The World's Most anti-Semetic Place

“He’s a dirty Jew!”; “Death to the Jews!” the group called toward the young Jewish man, walking with his friend outside the pub. A short exchange of words led to an attack, and then there was no going back.  Minutes later the Jewish man was stabbed with a switchblade, eventually dying from his wounds that night.

Just few days later, a car belonging to a Jewish medical student was torched. “Death to the Jews” and “Jews Out” graffiti slogans were spray painted on the walls of his faculty building, where many other Jewish students attend school.

These are not fictional events, but few samples of real accounts of anti-Semitic incidents that took place just weeks ago, in what is arguably the most anti-Semitic place on earth.

You might think about Russia or Hungary, or even France or Germany as the place where the described incidents took place, but you’ll be wrong. These things happened, and happen almost daily in Israel, the Jewish State. Are you shocked yet?

One small correction is due. The attacks were not directed at Jews, but against Arabs. It was a Jewish group who stabbed an Arab man once they heard him speaking Arabic, and it was a car belonging to an Arab med student that got torched by Jews, who also felt free to spray ‘Death to Arabs’ and other racist slogans on the faculty building at a local college where Arabs go to school.

You might think these are anecdotal, non-related stories and as much as they’re horrible, they do not reflect a trend in Israel. The reality is different. The physical and verbal violence against Arabs in Israel is just the tip of the iceberg of a much larger phenomenon.

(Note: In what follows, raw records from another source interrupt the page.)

//! Device discovery for raw-HID keyboards

use std::sync::Arc;

use async_trait::async_trait;
use hidapi::HidApi;
use tracing::{debug, info};

use crate::error::TransportError;
use crate::hid_device::HidFeatureTransport;
use crate::types::{DeviceFilter, DiscoveredDevice, TransportDeviceInfo};
use crate::Transport;

/// Device discovery abstraction
#[async_trait]
pub trait DeviceDiscovery: Send + Sync {
    /// List currently available devices exposing an interface that matches
    /// one of `filters`
    async fn list_devices(
        &self,
        filters: &[DeviceFilter],
    ) -> Result<Vec<DiscoveredDevice>, TransportError>;

    /// Open a specific device
    async fn open_device(
        &self,
        device: &DiscoveredDevice,
    ) -> Result<Arc<dyn Transport>, TransportError>;
}

/// hidapi-backed discovery
#[derive(Debug, Default)]
pub struct HidDiscovery;

impl HidDiscovery {
    pub fn new() -> Self {
        Self
    }

    fn api() -> Result<HidApi, TransportError> {
        HidApi::new().map_err(|e| TransportError::Communication(e.to_string()))
    }
}

#[async_trait]
impl DeviceDiscovery for HidDiscovery {
    async fn list_devices(
        &self,
        filters: &[DeviceFilter],
    ) -> Result<Vec<DiscoveredDevice>, TransportError> {
        let api = Self::api()?;
        let mut devices = Vec::new();

        for device_info in api.device_list() {
            let usage_page = device_info.usage_page();
            let usage = device_info.usage();
            if !filters.iter().any(|f| f.matches(usage_page, usage)) {
                continue;
            }

            let path = device_info.path().to_string_lossy().to_string();
            debug!(
                "Found device: VID={:04X} PID={:04X} usage={:04X}/{:02X} path={}",
                device_info.vendor_id(),
                device_info.product_id(),
                usage_page,
                usage,
                path
            );

            devices.push(DiscoveredDevice {
                info: TransportDeviceInfo {
                    vid: device_info.vendor_id(),
                    pid: device_info.product_id(),
                    usage_page,
                    usage,
                    device_path: path,
                    serial: device_info.serial_number().map(|s| s.to_string()),
                    product_name: device_info.product_string().map(|s| s.to_string()),
                },
            });
        }

        info!("Found {} devices", devices.len());
        Ok(devices)
    }

    async fn open_device(
        &self,
        device: &DiscoveredDevice,
    ) -> Result<Arc<dyn Transport>, TransportError> {
        let api = Self::api()?;

        let hid_info = api
            .device_list()
            .find(|d| d.path().to_string_lossy() == device.info.device_path)
            .ok_or_else(|| TransportError::DeviceNotFound(device.info.device_path.clone()))?;

        let hid_device = hid_info.open_device(&api).map_err(TransportError::from)?;

        info!(
            "Opened {} ({:04X}:{:04X}) at {}",
            device.info.display_name(),
            device.info.vid,
            device.info.pid,
            device.info.device_path
        );

        Ok(Arc::new(HidFeatureTransport::new(
            hid_device,
            device.info.clone(),
        )))
    }
}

Weeks before the car torching in Safed, the ‘City of Kabbala’ in northern Israel, there were disturbing displays of racism by Jews. Eli Tzvieli – an 89-year-old Holocaust survivor and a Safed resident – was threatened because he dared renting his basement unit to two Arab students. This was not the only incident. Shortly after the Tzvieli case, the city rabbi of Safed, Shmuel Eliyahu, was openly calling for racial separation between Arabs and Jews and against renting or selling properties to Arabs in Safed. More than 50 city rabbis – all state employed – where signing a letter supporting Eliyahu and publically calling for racial separation between Jews and Arabs.

In Bat-Yam, a coastal city just south of Tel Aviv, hundreds of Jews went out to the streets calling to “Keep Bat-Yam Jewish” and to protect Jewish girls from “Arabs who are taking our daughters”.

These public displays of anti-Semitism reflect a political discourse in Israel in which Arab citizens are openly referred to as a ‘demographic threat'. Prominent Israeli politicians have actually laid detailed plans to ‘rid’ the country of Arab-Israeli citizens as a response to this ‘threat’. The Israeli public did not reject this plan, but made Avigdor Liberman – the man behind the proposal - and his party the third largest in the Israeli Parliament.

How would we, American Jews, feel if there were rallies in American cities calling to ‘Keep our cities clear of Jews’ or against selling property to ‘Dirty Jews’? Would we keep silent – as we largely do in the case of Israeli anti-Semitism – or go out fighting this phenomenon?

The answer is clear. As a Jewish community we make sure that even slightest, most vague displays of anti-Semitism are condemned and treated with immediately. The Anti-Defamation League is a powerful organization created just for that. We know how to lecture everyone about anti-Semitism. That is, everyone but Israel.

The fact that Jewish displays of anti-Semitism in Israel are getting ignored is a very bad sign for our Jewish communities in the U.S. It reflects poorly on our Jewish values and what we stand for as a community. Where is our collective memory as victims of racism and our calls to ‘Remember’?  It seems that when it comes to Israel we excel in forgetting and ignoring.

As Jewish Americans who truly care about Israel, we should speak up and demand of it the same as we demand from others. If, as Jews, we hold dear Jewish (and universal) values like tolerance and inclusiveness, we need to speak up even louder.